(Collected data entries)
****************************************

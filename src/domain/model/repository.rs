//! Model repository trait

use async_trait::async_trait;
use serde::{Deserialize, Serialize};
use serde_json::Value;

use super::{IndexResult, Model, ModelResult};
use crate::domain::DomainError;

/// How the id supplied to a read is turned into a document key.
///
/// Writes always lowercase the machine name. With `Verbatim` a read for
/// `"Foo"` does not find a model written as `"Foo"`, since it was stored
/// under `"foo"`.
#[derive(Debug, Clone, Copy, Default, PartialEq, Eq, Serialize, Deserialize)]
#[serde(rename_all = "lowercase")]
pub enum ReadIdPolicy {
    /// Use the id exactly as supplied
    #[default]
    Verbatim,
    /// Lowercase the id, matching the write path
    Lowercase,
}

impl ReadIdPolicy {
    pub fn apply<'a>(&self, id: &'a str) -> std::borrow::Cow<'a, str> {
        match self {
            Self::Verbatim => std::borrow::Cow::Borrowed(id),
            Self::Lowercase => std::borrow::Cow::Owned(id.to_lowercase()),
        }
    }
}

/// Store search response, passed through unmodified
#[derive(Debug, Clone, PartialEq, Serialize)]
pub struct SearchResults {
    pub status: u16,
    pub body: Value,
}

/// Repository trait for type models
#[async_trait]
pub trait ModelRepository: Send + Sync {
    /// Get a model by id within an account
    async fn get_model(&self, account: &str, id: &str) -> Result<ModelResult, DomainError>;

    /// Create or fully replace a model, syncing the account's index template first
    async fn upsert_model(&self, account: &str, model: Model) -> Result<IndexResult, DomainError>;

    /// Forward a query to the account's models index
    async fn search_models(&self, account: &str, query: &Value)
        -> Result<SearchResults, DomainError>;
}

****************************************

→ **Try it**: Count how many lines of the entries include the string "Serialize". The number is the entire answer.

→ **Answer box**: 3